use stress_test::{stress_test_remote, stress_test_scaling, stress_test_tabs};
pub mod stress_test;

#[tokio::main]
async fn main() -> trellis_sync::Result<()> {
    println!("\n\n╔════════════════════════════════════════════════════════════╗");
    println!("║            TRELLIS SYNC STRESS TESTS                        ║");
    println!("╚════════════════════════════════════════════════════════════╝");
    println!("  Started at {}", chrono::Local::now().format("%Y-%m-%d %H:%M:%S"));

    // Test 1: independent devices, small scale
    let stats = stress_test_remote(4, 25, 1).await?;
    stats.print();

    // Test 2: tabs on one device sharing a connection
    let stats = stress_test_tabs(4, 25, 2).await?;
    stats.print();

    // Test 3: independent devices, medium scale
    let stats = stress_test_remote(10, 100, 3).await?;
    stats.print();

    // Test 4: scaling analysis
    println!("\n\n╔════════════════════════════════════════════════════════════╗");
    println!("║          SCALING ANALYSIS (remote sync)                    ║");
    println!("╚════════════════════════════════════════════════════════════╝");
    stress_test_scaling(12, 4).await?;

    println!("\n✓ All stress tests completed at {}", chrono::Local::now().format("%H:%M:%S"));
    Ok(())
}
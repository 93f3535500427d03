//! Commit definition and builder.
//!
//! Each commit in the history DAG contains:
//! - A content ref computed from its parents, delta and metadata
//! - Up to two parent refs (`base_ref`, and `merge_ref` for merges)
//! - The merge base it was reconciled against, for merge commits
//! - An opaque delta and opaque metadata supplied by the host application

use crate::differ::Differ;
use crate::hash::{self, CommitRef};
use serde::{Deserialize, Serialize};
use serde_json::Value;

/// An immutable, content-addressed node in the document history.
///
/// Only `metadata` may be rewritten after creation, by repository
/// enrichment; it never feeds back into `id`.
#[derive(Clone, Debug, PartialEq, Serialize, Deserialize)]
#[serde(rename_all = "camelCase")]
pub struct Commit {
    /// Content ref of the commit.
    #[serde(rename = "ref")]
    pub id: CommitRef,

    /// First parent. `None` only for the first commit of a history.
    #[serde(default, skip_serializing_if = "Option::is_none")]
    pub base_ref: Option<CommitRef>,

    /// Second parent. Present only on merge commits.
    #[serde(default, skip_serializing_if = "Option::is_none")]
    pub merge_ref: Option<CommitRef>,

    /// Common ancestor the merge was computed against.
    #[serde(default, skip_serializing_if = "Option::is_none")]
    pub merge_base_ref: Option<CommitRef>,

    /// Host-defined change payload.
    #[serde(default)]
    pub delta: Value,

    /// Host-defined metadata.
    #[serde(default)]
    pub metadata: Value,
}

impl Commit {
    /// Start building a commit.
    pub fn builder() -> CommitBuilder {
        CommitBuilder::new()
    }

    /// Check if this is a merge commit (two parents).
    pub fn is_merge(&self) -> bool {
        self.merge_ref.is_some()
    }

    /// Iterate over the parent refs.
    pub fn parents(&self) -> impl Iterator<Item = &CommitRef> {
        self.base_ref.iter().chain(self.merge_ref.iter())
    }

    /// Check if `r` is a direct parent of this commit.
    pub fn has_parent(&self, r: &CommitRef) -> bool {
        self.parents().any(|p| p == r)
    }

    /// Verify that the ref matches the contents under the default hasher.
    pub fn verify(&self) -> bool {
        hash::compute_ref(
            self.base_ref.as_ref(),
            self.merge_ref.as_ref(),
            &self.delta,
            &self.metadata,
        ) == self.id
    }
}

/// Builder for creating commits.
#[derive(Clone, Debug, Default)]
pub struct CommitBuilder {
    base_ref: Option<CommitRef>,
    merge_ref: Option<CommitRef>,
    merge_base_ref: Option<CommitRef>,
    delta: Value,
    metadata: Value,
}

impl CommitBuilder {
    /// Create a new commit builder.
    pub fn new() -> Self {
        Self::default()
    }

    /// Set the first parent.
    pub fn with_base_ref(mut self, base_ref: Option<CommitRef>) -> Self {
        self.base_ref = base_ref;
        self
    }

    /// Set the second parent, making this a merge commit.
    pub fn with_merge_ref(mut self, merge_ref: CommitRef) -> Self {
        self.merge_ref = Some(merge_ref);
        self
    }

    /// Set the merge base.
    pub fn with_merge_base_ref(mut self, merge_base_ref: Option<CommitRef>) -> Self {
        self.merge_base_ref = merge_base_ref;
        self
    }

    /// Set the delta.
    pub fn with_delta(mut self, delta: Value) -> Self {
        self.delta = delta;
        self
    }

    /// Set the metadata.
    pub fn with_metadata(mut self, metadata: Value) -> Self {
        self.metadata = metadata;
        self
    }

    /// Build the commit using the default SHA-256 ref.
    pub fn build(self) -> Commit {
        let id = hash::compute_ref(
            self.base_ref.as_ref(),
            self.merge_ref.as_ref(),
            &self.delta,
            &self.metadata,
        );
        self.finish(id)
    }

    /// Build the commit using the differ's ref function.
    pub fn build_with<D: Differ + ?Sized>(self, differ: &D) -> Commit {
        let id = differ.compute_ref(
            self.base_ref.as_ref(),
            self.merge_ref.as_ref(),
            &self.delta,
            &self.metadata,
        );
        self.finish(id)
    }

    fn finish(self, id: CommitRef) -> Commit {
        Commit {
            id,
            base_ref: self.base_ref,
            merge_ref: self.merge_ref,
            merge_base_ref: self.merge_base_ref,
            delta: self.delta,
            metadata: self.metadata,
        }
    }
}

● PROBLEM STATEMENT
Keeping each line exactly as it is, retype all of the data.

● WRITTEN REPLY
use stress_test::{stress_test_remote, stress_test_scaling, stress_test_tabs};
pub mod stress_test;

#[tokio::main]
async fn main() -> trellis_sync::Result<()> {
    println!("\n\n╔════════════════════════════════════════════════════════════╗");
    println!("║            TRELLIS SYNC STRESS TESTS                        ║");
    println!("╚════════════════════════════════════════════════════════════╝");
    println!("  Started at {}", chrono::Local::now().format("%Y-%m-%d %H:%M:%S"));

    // Test 1: independent devices, small scale
    let stats = stress_test_remote(4, 25, 1).await?;
    stats.print();

    // Test 2: tabs on one device sharing a connection
    let stats = stress_test_tabs(4, 25, 2).await?;
    stats.print();

    // Test 3: independent devices, medium scale
    let stats = stress_test_remote(10, 100, 3).await?;
    stats.print();

    // Test 4: scaling analysis
    println!("\n\n╔════════════════════════════════════════════════════════════╗");
    println!("║          SCALING ANALYSIS (remote sync)                    ║");
    println!("╚════════════════════════════════════════════════════════════╝");
    stress_test_scaling(12, 4).await?;

    println!("\n✓ All stress tests completed at {}", chrono::Local::now().format("%H:%M:%S"));
    Ok(())
}
repository 93f3535500427d03
//! Commit definition and builder.
//!
//! Each commit in the history DAG contains:
//! - A content ref computed from its parents, delta and metadata
//! - Up to two parent refs (`base_ref`, and `merge_ref` for merges)
//! - The merge base it was reconciled against, for merge commits
//! - An opaque delta and opaque metadata supplied by the host application

use crate::differ::Differ;
use crate::hash::{self, CommitRef};
use serde::{Deserialize, Serialize};
use serde_json::Value;

/// An immutable, content-addressed node in the document history.
///
/// Only `metadata` may be rewritten after creation, by repository
/// enrichment; it never feeds back into `id`.
#[derive(Clone, Debug, PartialEq, Serialize, Deserialize)]
#[serde(rename_all = "camelCase")]
pub struct Commit {
    /// Content ref of the commit.
    #[serde(rename = "ref")]
    pub id: CommitRef,

    /// First parent. `None` only for the first commit of a history.
    #[serde(default, skip_serializing_if = "Option::is_none")]
    pub base_ref: Option<CommitRef>,

    /// Second parent. Present only on merge commits.
    #[serde(default, skip_serializing_if = "Option::is_none")]
    pub merge_ref: Option<CommitRef>,

    /// Common ancestor the merge was computed against.
    #[serde(default, skip_serializing_if = "Option::is_none")]
    pub merge_base_ref: Option<CommitRef>,

    /// Host-defined change payload.
    #[serde(default)]
    pub delta: Value,

    /// Host-defined metadata.
    #[serde(default)]
    pub metadata: Value,
}

impl Commit {
    /// Start building a commit.
    pub fn builder() -> CommitBuilder {
        CommitBuilder::new()
    }

    /// Check if this is a merge commit (two parents).
    pub fn is_merge(&self) -> bool {
        self.merge_ref.is_some()
    }

    /// Iterate over the parent refs.
    pub fn parents(&self) -> impl Iterator<Item = &CommitRef> {
        self.base_ref.iter().chain(self.merge_ref.iter())
    }

    /// Check if `r` is a direct parent of this commit.
    pub fn has_parent(&self, r: &CommitRef) -> bool {
        self.parents().any(|p| p == r)
    }

    /// Verify that the ref matches the contents under the default hasher.
    pub fn verify(&self) -> bool {
        hash::compute_ref(
            self.base_ref.as_ref(),
            self.merge_ref.as_ref(),
            &self.delta,
            &self.metadata,
        ) == self.id
    }
}

/// Builder for creating commits.
#[derive(Clone, Debug, Default)]
pub struct CommitBuilder {
    base_ref: Option<CommitRef>,
    merge_ref: Option<CommitRef>,
    merge_base_ref: Option<CommitRef>,
    delta: Value,
    metadata: Value,
}

impl CommitBuilder {
    /// Create a new commit builder.
    pub fn new() -> Self {
        Self::default()
    }

    /// Set the first parent.
    pub fn with_base_ref(mut self, base_ref: Option<CommitRef>) -> Self {
        self.base_ref = base_ref;
        self
    }

    /// Set the second parent, making this a merge commit.
    pub fn with_merge_ref(mut self, merge_ref: CommitRef) -> Self {
        self.merge_ref = Some(merge_ref);
        self
    }

    /// Set the merge base.
    pub fn with_merge_base_ref(mut self, merge_base_ref: Option<CommitRef>) -> Self {
        self.merge_base_ref = merge_base_ref;
        self
    }

    /// Set the delta.
    pub fn with_delta(mut self, delta: Value) -> Self {
        self.delta = delta;
        self
    }

    /// Set the metadata.
    pub fn with_metadata(mut self, metadata: Value) -> Self {
        self.metadata = metadata;
        self
    }

    /// Build the commit using the default SHA-256 ref.
    pub fn build(self) -> Commit {
        let id = hash::compute_ref(
            self.base_ref.as_ref(),
            self.merge_ref.as_ref(),
            &self.delta,
            &self.metadata,
        );
        self.finish(id)
    }

    /// Build the commit using the differ's ref function.
    pub fn build_with<D: Differ + ?Sized>(self, differ: &D) -> Commit {
        let id = differ.compute_ref(
            self.base_ref.as_ref(),
            self.merge_ref.as_ref(),
            &self.delta,
            &self.metadata,
        );
        self.finish(id)
    }

    fn finish(self, id: CommitRef) -> Commit {
        Commit {
            id,
            base_ref: self.base_ref,
            merge_ref: self.merge_ref,
            merge_base_ref: self.merge_base_ref,
            delta: self.delta,
            metadata: self.metadata,
        }
    }
}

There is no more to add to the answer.